The foundations are already laid for your baby's teeth-both the milk teeth and the permanent ones that will follow.
Although it's very rare for any teeth to have come through by birth (only a 1 in 3,000 chance), your baby's tooth buds that will form her teeth are already in place within the jawbone.
All of your baby's teeth-both her "milk" teeth and her underlying permanent teeth-start their development beneath the gums while she is developing in your uterus. The milk teeth buds began to develop at eight weeks of pregnancy and by this week all of the buds are formed.

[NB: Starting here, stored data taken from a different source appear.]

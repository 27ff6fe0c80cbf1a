//! The typed header-field set and its wire codec.
//!
//! On the wire the fields form an array of `(byte, variant)` structs padded
//! to 8-byte element boundaries. Each known field has a fixed variant
//! signature; a mismatch is stream corruption, while an unknown field code is
//! skipped.

use std::num::NonZeroU32;

use crate::{
    names::{BusName, ErrorName, InterfaceName, MemberName, ObjectPath, Signature, UniqueName},
    Error, Result,
};

use super::{
    field_code::FieldCode,
    header::Type,
    marshal::{Reader, Writer},
};

/// All defined header fields of one message.
#[derive(Clone, Debug, Default)]
pub(crate) struct Fields {
    pub path: Option<ObjectPath>,
    pub interface: Option<InterfaceName>,
    pub member: Option<MemberName>,
    pub error_name: Option<ErrorName>,
    pub reply_serial: Option<NonZeroU32>,
    pub destination: Option<BusName>,
    pub sender: Option<UniqueName>,
    pub signature: Option<Signature>,
    pub unix_fds: Option<u32>,
}

impl Fields {
    pub fn new() -> Self {
        Self::default()
    }

    /// Whether the fields required for `msg_type` are all present.
    ///
    /// method-call requires {path, member}; method-return {reply-serial};
    /// error {error-name, reply-serial}; signal {path, interface, member}.
    pub fn check_required(&self, msg_type: Type) -> Result<()> {
        let ok = match msg_type {
            Type::MethodCall => self.path.is_some() && self.member.is_some(),
            Type::MethodReturn => self.reply_serial.is_some(),
            Type::Error => self.error_name.is_some() && self.reply_serial.is_some(),
            Type::Signal => {
                self.path.is_some() && self.interface.is_some() && self.member.is_some()
            }
        };

        if ok {
            Ok(())
        } else {
            Err(Error::InvalidField)
        }
    }

    /// Parse the header-field array. The reader must be positioned on the
    /// array length (offset 12 of the message).
    pub fn read(reader: &mut Reader<'_>) -> Result<Fields> {
        let array_len = reader.read_u32()? as usize;
        let end = reader.pos() + array_len;
        let mut fields = Fields::new();

        while reader.pos() < end {
            reader.align(8)?;
            if reader.pos() >= end {
                break;
            }
            let code = reader.read_u8()?;
            let signature = reader.read_signature_str()?.to_owned();

            // Name validation failures below surface as `Error::InvalidName`,
            // which makes the message invalid (dropped) rather than the
            // stream corrupt.
            match FieldCode::from_byte(code) {
                Some(FieldCode::Path) => {
                    expect_signature(&signature, "o")?;
                    let val = reader.read_string()?;
                    fields.path = Some(ObjectPath::try_from(val)?);
                }
                Some(FieldCode::Interface) => {
                    expect_signature(&signature, "s")?;
                    let val = reader.read_string()?;
                    fields.interface = Some(InterfaceName::try_from(val)?);
                }
                Some(FieldCode::Member) => {
                    expect_signature(&signature, "s")?;
                    let val = reader.read_string()?;
                    fields.member = Some(MemberName::try_from(val)?);
                }
                Some(FieldCode::ErrorName) => {
                    expect_signature(&signature, "s")?;
                    let val = reader.read_string()?;
                    fields.error_name = Some(ErrorName::try_from(val)?);
                }
                Some(FieldCode::ReplySerial) => {
                    expect_signature(&signature, "u")?;
                    let val = reader.read_u32()?;
                    fields.reply_serial = Some(NonZeroU32::new(val).ok_or_else(|| {
                        Error::CorruptedMessage("zero reply serial".into())
                    })?);
                }
                Some(FieldCode::Destination) => {
                    expect_signature(&signature, "s")?;
                    let val = reader.read_string()?;
                    fields.destination = Some(BusName::try_from(val)?);
                }
                Some(FieldCode::Sender) => {
                    expect_signature(&signature, "s")?;
                    let val = reader.read_string()?;
                    fields.sender = Some(UniqueName::try_from(val)?);
                }
                Some(FieldCode::Signature) => {
                    expect_signature(&signature, "g")?;
                    let val = reader.read_signature_str()?;
                    fields.signature = Some(Signature::try_from(val)?);
                }
                Some(FieldCode::UnixFDs) => {
                    expect_signature(&signature, "u")?;
                    fields.unix_fds = Some(reader.read_u32()?);
                }
                None => {
                    // Unknown field: skip its variant payload.
                    reader.skip_value(&signature)?;
                }
            }
        }

        if reader.pos() != end {
            return Err(Error::CorruptedMessage(
                "header field array length mismatch".into(),
            ));
        }

        Ok(fields)
    }

    /// Marshal the field array, including its length prefix. The writer must
    /// be positioned at offset 12 of the message.
    pub fn write(&self, writer: &mut Writer) {
        let len_at = {
            writer.write_u32(0);
            writer.len() - 4
        };
        let start = writer.len();

        if let Some(path) = &self.path {
            write_field_header(writer, FieldCode::Path, "o");
            writer.write_string(path.as_str());
        }
        if let Some(interface) = &self.interface {
            write_field_header(writer, FieldCode::Interface, "s");
            writer.write_string(interface.as_str());
        }
        if let Some(member) = &self.member {
            write_field_header(writer, FieldCode::Member, "s");
            writer.write_string(member.as_str());
        }
        if let Some(error_name) = &self.error_name {
            write_field_header(writer, FieldCode::ErrorName, "s");
            writer.write_string(error_name.as_str());
        }
        if let Some(reply_serial) = self.reply_serial {
            write_field_header(writer, FieldCode::ReplySerial, "u");
            writer.write_u32(reply_serial.get());
        }
        if let Some(destination) = &self.destination {
            write_field_header(writer, FieldCode::Destination, "s");
            writer.write_string(destination.as_str());
        }
        if let Some(sender) = &self.sender {
            write_field_header(writer, FieldCode::Sender, "s");
            writer.write_string(sender.as_str());
        }
        if let Some(signature) = &self.signature {
            write_field_header(writer, FieldCode::Signature, "g");
            writer.write_signature_str(signature.as_str());
        }
        if let Some(unix_fds) = self.unix_fds {
            write_field_header(writer, FieldCode::UnixFDs, "u");
            writer.write_u32(unix_fds);
        }

        let array_len = (writer.len() - start) as u32;
        writer.patch_u32(len_at, array_len);
    }
}

fn write_field_header(writer: &mut Writer, code: FieldCode, signature: &str) {
    writer.align(8);
    writer.write_u8(code as u8);
    writer.write_signature_str(signature);
}

fn expect_signature(actual: &str, expected: &str) -> Result<()> {
    if actual == expected {
        Ok(())
    } else {
        Err(Error::CorruptedMessage(format!(
            "header field has signature `{actual}`, expected `{expected}`"
        )))
    }
}

#[cfg(test)]
mod tests {
    use super::*;
    use crate::message::marshal::Endian;

    fn round_trip(fields: &Fields) -> Fields {
        let mut writer = Writer::new(Endian::Little);
        // Field arrays start at offset 12 in a real message; emulate that so
        // alignment matches.
        writer.write_bytes(&[0u8; 12]);
        fields.write(&mut writer);
        let bytes = writer.into_bytes();

        let mut reader = Reader::new(&bytes, Endian::Little);
        for _ in 0..12 {
            reader.read_u8().unwrap();
        }
        Fields::read(&mut reader).unwrap()
    }

    #[test]
    fn full_field_set_round_trips() {
        let mut fields = Fields::new();
        fields.path = Some(ObjectPath::try_from("/org/example/Obj").unwrap());
        fields.interface = Some(InterfaceName::try_from("org.example.Iface").unwrap());
        fields.member = Some(MemberName::try_from("Frobnicate").unwrap());
        fields.destination = Some(BusName::try_from(":1.98").unwrap());
        fields.sender = Some(UniqueName::try_from(":1.7").unwrap());
        fields.signature = Some(Signature::try_from("sa{sv}").unwrap());
        fields.reply_serial = NonZeroU32::new(77);
        fields.unix_fds = Some(2);

        let parsed = round_trip(&fields);
        assert_eq!(parsed.path, fields.path);
        assert_eq!(parsed.interface, fields.interface);
        assert_eq!(parsed.member, fields.member);
        assert_eq!(parsed.destination, fields.destination);
        assert_eq!(parsed.sender, fields.sender);
        assert_eq!(parsed.signature, fields.signature);
        assert_eq!(parsed.reply_serial, fields.reply_serial);
        assert_eq!(parsed.unix_fds, fields.unix_fds);
    }

    #[test]
    fn unknown_field_codes_are_skipped() {
        let mut writer = Writer::new(Endian::Little);
        writer.write_bytes(&[0u8; 12]);
        let len_at = {
            writer.write_u32(0);
            writer.len() - 4
        };
        let start = writer.len();
        // Field code 200 carrying a string variant.
        writer.align(8);
        writer.write_u8(200);
        writer.write_signature_str("s");
        writer.write_string("future stuff");
        // Followed by a member we understand.
        writer.align(8);
        writer.write_u8(FieldCode::Member as u8);
        writer.write_signature_str("s");
        writer.write_string("Ping");
        let array_len = (writer.len() - start) as u32;
        writer.patch_u32(len_at, array_len);
        let bytes = writer.into_bytes();

        let mut reader = Reader::new(&bytes, Endian::Little);
        for _ in 0..12 {
            reader.read_u8().unwrap();
        }
        let fields = Fields::read(&mut reader).unwrap();
        assert_eq!(fields.member.as_deref(), Some("Ping"));
    }

    #[test]
    fn required_field_matrix() {
        let mut call = Fields::new();
        call.path = Some(ObjectPath::root());
        assert!(call.check_required(Type::MethodCall).is_err());
        call.member = Some(MemberName::try_from("Ping").unwrap());
        assert!(call.check_required(Type::MethodCall).is_ok());
        assert!(call.check_required(Type::Signal).is_err());

        let mut reply = Fields::new();
        assert!(reply.check_required(Type::MethodReturn).is_err());
        reply.reply_serial = NonZeroU32::new(1);
        assert!(reply.check_required(Type::MethodReturn).is_ok());
        assert!(reply.check_required(Type::Error).is_err());
        reply.error_name = Some(ErrorName::try_from("org.example.Error").unwrap());
        assert!(reply.check_required(Type::Error).is_ok());
    }

    #[test]
    fn invalid_name_is_not_corruption() {
        let mut writer = Writer::new(Endian::Little);
        writer.write_bytes(&[0u8; 12]);
        let len_at = {
            writer.write_u32(0);
            writer.len() - 4
        };
        let start = writer.len();
        writer.align(8);
        writer.write_u8(FieldCode::Path as u8);
        writer.write_signature_str("o");
        writer.write_string("not-an-object-path");
        let array_len = (writer.len() - start) as u32;
        writer.patch_u32(len_at, array_len);
        let bytes = writer.into_bytes();

        let mut reader = Reader::new(&bytes, Endian::Little);
        for _ in 0..12 {
            reader.read_u8().unwrap();
        }
        assert!(matches!(
            Fields::read(&mut reader),
            Err(Error::InvalidName(_))
        ));
    }
}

The first milk teeth to harden, as calcium builds up, are the central incisor teeth and the last are the back molars, at around 19 weeks. The crown of each milk tooth does not complete development until after birth and root completion takes until your child is more than three years old.
Buds for the permanent teeth begin to form between the 14th and 20th weeks. These lie deeper than those for the milk teeth and closer to the inner edge of the jaw and gum. They remain dormant until it is time for the milk teeth to be lost.
Your baby's milk teeth will start coming through at around six to eight months and she'll have a complete set of milk teeth by the age of 2 1/2.
Stretching and flexibility exercises should be a regular part of your fitness program at all times, but especially during pregnancy. Being flexible enables your muscles to work more efficiently, alleviates tightness, helps prevent cramping, and leads to improved balance and posture. Stretching can also help you feel confident and calm, especially if the exercises are combined with deep breathing.
Flexibility can be maintained or improved during pregnancy by doing a series of exercises that stretch your muscles in a safe and effective way.
To stretch your calf, lean against a solid support. Keep your front leg bent and straighten the other leg behind you for 20 seconds. Repeat with the other leg.
As A Matter Of Fact
Fetal alcohol syndrome leads to serious oral and dental problems in the baby.
Smaller teeth that have weak enamel is just one of the many unfortunate consequences of this condition.